Coordinating Treatment Components
The SGO/ABS statement spotlighted computed tomography (CT) and magnetic resonance imaging (MRI)-guided adaptive brachytherapy and the feasibility of delivering coordinated EBRT and brachytherapy at different treatment centers “without compromising treatment time and outcome in areas where access to brachytherapy might be limited.”1 However, patient navigation and careful coordination of care are crucially important for multifacility delivery of EBRT and brachytherapy.1 Coordination requires multidisciplinary cooperation between gynecologic, radiation, and medical oncology teams and support staff such as patient navigators and scheduling staff.1
Integrated EBRT/brachytherapy treatment plans should always include these seven components1:
- Date of radiation initiation, with cisplatin chemotherapy initiation within 5 days, preferably on a Monday or Tuesday.1
- Dates for subsequent cycles of chemotherapy, with labs checked weekly.1
- Brachytherapy planning.1
- Decision making about gynecologic oncologist’s role in the first brachytherapy fraction (to place a disposable Smit sleeve tube).1
- Initial imaging date for brachytherapy planning and subsequent repeat imaging schedules for adaptive brachytherapy.1
- Hematologic toxicity management planning, including filgrastim as indicated for adequate neutrophil counts prior to brachytherapy and availability of transfusion and growth factor support for neutropenia.1
- Insurance authorizations for EBRT and brachytherapy to avoid interruptions in treatment plan completion.1
When EBRT and brachytherapy are performed at separate treatment centers, plans should specify which clinicians will plan and deliver radiation boosts.1
IMRT and SBRT have proven to be poor substitutes for cervical cancer brachytherapy, the authors concluded, although the available evidence base is based largely on relatively small studies.1 There is evidence that brachytherapy delivers a superior biologic effective dose compared with IMRT.1
The ABS recently published a consensus statement on intraoperative radiotherapy (IORT) recommending consideration of using IORT in managing recurrent cervical cancer when microscopic disease-positive surgical margins are a concern, although IORT is not a standard of care for treating recurrent cervical cancer.6 Managing locoregional cervical cancer recurrence can be difficult because prior radiotherapy increases the risk of radiotoxicities associated with re-irradiation.6 But IORT after salvage surgery might reduce this risk while eliminating residual disease. Although limited, the evidence base suggests adding EBRT to IORT might improve outcomes.6
“[T]he addition of IORT to salvage resection for isolated recurrence of gynecologic cancers has not been evaluated prospectively,” and although retrospective data suggest improved local control, they do not conclusively demonstrate that IORT improves survival, the statement authors cautioned.6
- Holschneider CH, Petereit DG, Chu C, et al. Brachytherapy: a critical component of primary radiation therapy for cervical cancer: from the Society of Gynecologic Oncology (SGO) and the American Brachytherapy Society (ABS). Gynecol Oncol. 2019;152(3):540-547.
- Ma TM, Harkenrider MM, Yashar CM, Viswanathan AN, Mayadev JS. Understanding the underutilization of cervical brachytherapy for locally advanced cervical cancer. Brachytherapy. 2019;18(3):361-369.
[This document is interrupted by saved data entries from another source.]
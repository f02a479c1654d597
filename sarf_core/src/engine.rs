//! The morphology engine: roots, patterns and the operations between them.

use serde::{Deserialize, Serialize};
use tracing::{debug, info};

use crate::derived::DerivedWordList;
use crate::error::{EngineError, RootError};
use crate::index::{self, RootEntry, RootIndex};
use crate::pattern::{self, Pattern, PatternStore, PatternTableOptions};
use crate::root::{Root, RootKey};
use crate::transform::{self, LiteralMode};

#[derive(Debug, Clone, Copy, Default, PartialEq, Serialize, Deserialize)]
pub struct EngineOptions {
    #[serde(default)]
    pub literal_mode: LiteralMode,
    #[serde(default)]
    pub patterns: PatternTableOptions,
}

/// Outcome of validating a word or searching for its root.
#[derive(Debug, Clone, Default, PartialEq, Eq, Serialize)]
pub struct ValidationResult {
    pub matched: bool,
    pub pattern: Option<String>,
    pub root: Option<String>,
}

impl ValidationResult {
    #[must_use]
    pub fn no_match() -> Self {
        Self::default()
    }

    fn found(pattern: &Pattern, root: &Root) -> Self {
        Self {
            matched: true,
            pattern: Some(pattern.name().to_string()),
            root: Some(root.as_str().to_string()),
        }
    }
}

/// A word produced by applying one pattern to a root.
#[derive(Debug, Clone, PartialEq, Eq, Serialize)]
pub struct Derivation {
    pub pattern: String,
    pub word: String,
    pub description: String,
}

#[derive(Debug, Clone, Copy, PartialEq, Serialize)]
pub struct EngineStats {
    pub root_count: usize,
    pub pattern_count: usize,
    pub pattern_buckets: usize,
    pub load_factor: f64,
    pub tree_height: u32,
}

#[derive(Debug)]
pub struct MorphologyEngine {
    roots: RootIndex,
    patterns: PatternStore,
    literal_mode: LiteralMode,
}

impl MorphologyEngine {
    /// An engine with no roots and no patterns.
    #[must_use]
    pub fn new(options: EngineOptions) -> Self {
        Self {
            roots: RootIndex::new(),
            patterns: PatternStore::with_options(options.patterns),
            literal_mode: options.literal_mode,
        }
    }

    /// An engine preloaded with [`pattern::default_patterns`].
    #[must_use]
    pub fn with_default_patterns(options: EngineOptions) -> Self {
        let mut engine = Self::new(options);
        engine.load_default_patterns();
        engine
    }

    #[must_use]
    pub const fn literal_mode(&self) -> LiteralMode {
        self.literal_mode
    }

    // --- roots -----------------------------------------------------------

    /// Register a root. `Ok(false)` means it was already present.
    ///
    /// # Errors
    /// Returns `RootError` if the text is not three alphabet letters.
    pub fn add_root(&mut self, root: &str) -> Result<bool, RootError> {
        let root = Root::parse(root)?;
        Ok(self.roots.insert(root))
    }

    /// Remove a root and its derived words. Returns `false` if absent.
    pub fn remove_root(&mut self, root: &str) -> bool {
        self.roots.remove(root.trim()).is_some()
    }

    #[must_use]
    pub fn find_root(&self, root: &str) -> Option<RootEntry<'_>> {
        self.roots.get(root.trim())
    }

    #[must_use]
    pub fn contains_root(&self, root: &str) -> bool {
        self.roots.contains(root.trim())
    }

    /// Roots in ascending alphabetical-key order.
    #[must_use]
    pub fn roots(&self) -> index::Iter<'_> {
        self.roots.iter()
    }

    #[must_use]
    pub const fn root_count(&self) -> usize {
        self.roots.len()
    }

    /// Replace the root index with a balanced tree built from `roots`.
    pub fn load_roots_balanced<I, S>(&mut self, roots: I) -> usize
    where
        I: IntoIterator<Item = S>,
        S: AsRef<str>,
    {
        self.roots.build_balanced(roots)
    }

    /// Stored roots containing `query`, ascending. An empty query matches
    /// nothing.
    #[must_use]
    pub fn suggest_roots(&self, query: &str) -> Vec<&Root> {
        let query = query.trim();
        if query.is_empty() {
            return Vec::new();
        }
        self.roots
            .iter()
            .filter(|entry| entry.root.as_str().contains(query))
            .map(|entry| entry.root)
            .collect()
    }

    // --- patterns --------------------------------------------------------

    /// Insert or replace a pattern. Returns `true` if the name was new.
    pub fn add_pattern(&mut self, pattern: Pattern) -> bool {
        self.patterns.insert(pattern)
    }

    /// Replace an existing pattern.
    ///
    /// # Errors
    /// Returns `EngineError::PatternNotFound` if no pattern has that name.
    pub fn update_pattern(&mut self, pattern: Pattern) -> Result<(), EngineError> {
        if !self.patterns.contains(pattern.name()) {
            return Err(EngineError::PatternNotFound(pattern.name().to_string()));
        }
        self.patterns.insert(pattern);
        Ok(())
    }

    pub fn remove_pattern(&mut self, name: &str) -> Option<Pattern> {
        self.patterns.remove(name.trim())
    }

    #[must_use]
    pub fn find_pattern(&self, name: &str) -> Option<&Pattern> {
        self.patterns.get(name.trim())
    }

    /// Patterns in table order.
    #[must_use]
    pub fn patterns(&self) -> pattern::Iter<'_> {
        self.patterns.iter()
    }

    #[must_use]
    pub const fn pattern_count(&self) -> usize {
        self.patterns.len()
    }

    #[must_use]
    pub fn load_factor(&self) -> f64 {
        self.patterns.load_factor()
    }

    /// Register the built-in patterns, replacing same-named ones. Returns
    /// how many were new.
    pub fn load_default_patterns(&mut self) -> usize {
        let mut added = 0;
        for pattern in pattern::default_patterns() {
            if self.patterns.insert(pattern) {
                added += 1;
            }
        }
        info!(added, total = self.patterns.len(), "loaded default patterns");
        added
    }

    // --- generation ------------------------------------------------------

    fn stored_root(&self, root: &str) -> Result<&Root, EngineError> {
        let parsed = Root::parse(root)?;
        self.roots
            .get(parsed.as_str())
            .map(|entry| entry.root)
            .ok_or_else(|| EngineError::RootNotFound(parsed.as_str().to_string()))
    }

    fn registered_pattern(&self, name: &str) -> Result<&Pattern, EngineError> {
        let name = name.trim();
        self.patterns
            .get(name)
            .ok_or_else(|| EngineError::PatternNotFound(name.to_string()))
    }

    /// Generate the word for `root` and `pattern`, recording it in the
    /// root's derived words.
    ///
    /// # Errors
    /// Returns `EngineError` if the root is malformed or either side is not
    /// registered.
    pub fn generate_derived_word(
        &mut self,
        root: &str,
        pattern: &str,
    ) -> Result<String, EngineError> {
        let stored = self.stored_root(root)?;
        let pattern = self.registered_pattern(pattern)?;
        let word = transform::generate(stored, pattern);
        let key = stored.as_str().to_string();
        let pattern_name = pattern.name().to_string();

        if let Some(derived) = self.roots.derived_mut(&key) {
            let frequency = derived.record(&word, &pattern_name);
            debug!(root = %key, pattern = %pattern_name, %word, frequency, "generated word");
        }
        Ok(word)
    }

    /// Generate and record the word for every registered pattern.
    ///
    /// # Errors
    /// Returns `EngineError` if the root is malformed or not registered.
    pub fn generate_all_derivatives_for_root(
        &mut self,
        root: &str,
    ) -> Result<Vec<Derivation>, EngineError> {
        let derivations = self.preview_derivatives(root)?;
        let key = self.stored_root(root)?.as_str().to_string();
        if let Some(derived) = self.roots.derived_mut(&key) {
            for derivation in &derivations {
                derived.record(&derivation.word, &derivation.pattern);
            }
        }
        info!(root = %key, count = derivations.len(), "generated all derivatives");
        Ok(derivations)
    }

    /// Apply every pattern to `root` without recording anything.
    ///
    /// # Errors
    /// Returns `EngineError` if the root is malformed or not registered.
    pub fn preview_derivatives(&self, root: &str) -> Result<Vec<Derivation>, EngineError> {
        let stored = self.stored_root(root)?;
        Ok(self
            .patterns
            .iter()
            .map(|pattern| Derivation {
                pattern: pattern.name().to_string(),
                word: transform::generate(stored, pattern),
                description: pattern.description().to_string(),
            })
            .collect())
    }

    /// Record an attested word for `root`, attributed to `pattern`.
    /// Returns the word's frequency after recording.
    ///
    /// # Errors
    /// Returns `EngineError` if the root is malformed or either side is not
    /// registered.
    pub fn record_derived_word(
        &mut self,
        root: &str,
        word: &str,
        pattern: &str,
    ) -> Result<u32, EngineError> {
        let key = self.stored_root(root)?.as_str().to_string();
        let pattern_name = self.registered_pattern(pattern)?.name().to_string();
        self.roots
            .derived_mut(&key)
            .map(|derived| derived.record(word.trim(), &pattern_name))
            .ok_or(EngineError::RootNotFound(key))
    }

    /// Derived words recorded for `root`.
    #[must_use]
    pub fn derived_words(&self, root: &str) -> Option<&DerivedWordList> {
        self.roots.get(root.trim()).map(|entry| entry.derived)
    }

    /// Every root with a non-empty family, ascending by key.
    pub fn families(&self) -> impl Iterator<Item = RootEntry<'_>> {
        self.roots.iter().filter(|entry| !entry.derived.is_empty())
    }

    // --- validation ------------------------------------------------------

    /// Check whether some registered pattern derives `word` from
    /// `expected_root`. The first matching pattern in table order is
    /// reported.
    #[must_use]
    pub fn validate_word(&self, word: &str, expected_root: &str) -> ValidationResult {
        let Some(entry) = self.roots.get(expected_root.trim()) else {
            return ValidationResult::no_match();
        };
        let expected: RootKey = entry.root.key();

        self.patterns
            .iter()
            .find(|pattern| {
                transform::extract(word, pattern, self.literal_mode)
                    .is_some_and(|candidate| candidate.key() == expected)
            })
            .map_or_else(ValidationResult::no_match, |pattern| {
                ValidationResult::found(pattern, entry.root)
            })
    }

    /// Find a registered root that some pattern turns into `word`.
    #[must_use]
    pub fn find_root_of_word(&self, word: &str) -> ValidationResult {
        self.patterns
            .iter()
            .find_map(|pattern| {
                let candidate = transform::extract(word, pattern, self.literal_mode)?;
                let entry = self.roots.get(candidate.as_str())?;
                Some(ValidationResult::found(pattern, entry.root))
            })
            .unwrap_or_default()
    }

    #[must_use]
    pub fn stats(&self) -> EngineStats {
        EngineStats {
            root_count: self.roots.len(),
            pattern_count: self.patterns.len(),
            pattern_buckets: self.patterns.capacity(),
            load_factor: self.patterns.load_factor(),
            tree_height: self.roots.height(),
        }
    }
}

impl Default for MorphologyEngine {
    fn default() -> Self {
        Self::with_default_patterns(EngineOptions::default())
    }
}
- Schad M, Kowalchuk R, Beriwal S, Showalter TN. How might financial pressures have impacted brachytherapy? A proposed narrative to explain declines in cervical and prostate brachytherapy utilization. Brachytherapy. doi: 10.1016/j.brachy.2019.07.001
- Furlow B. US urology clinics overprescribe prostate radiotherapy. Lancet Oncol. 2011;12(2):122.
- Alimena S, Yang DD, Melamed A, et al. Racial disparities in brachytherapy administration and survival in women with locally advanced cervical cancer. Gynecol Oncol. 2019;154(3):595-601.
- Tom MC, Joshi N, Vicini F, et al. The American Brachytherapy Society consensus statement on intraoperative radiation therapy. Brachytherapy. 2019;18(3):242-257.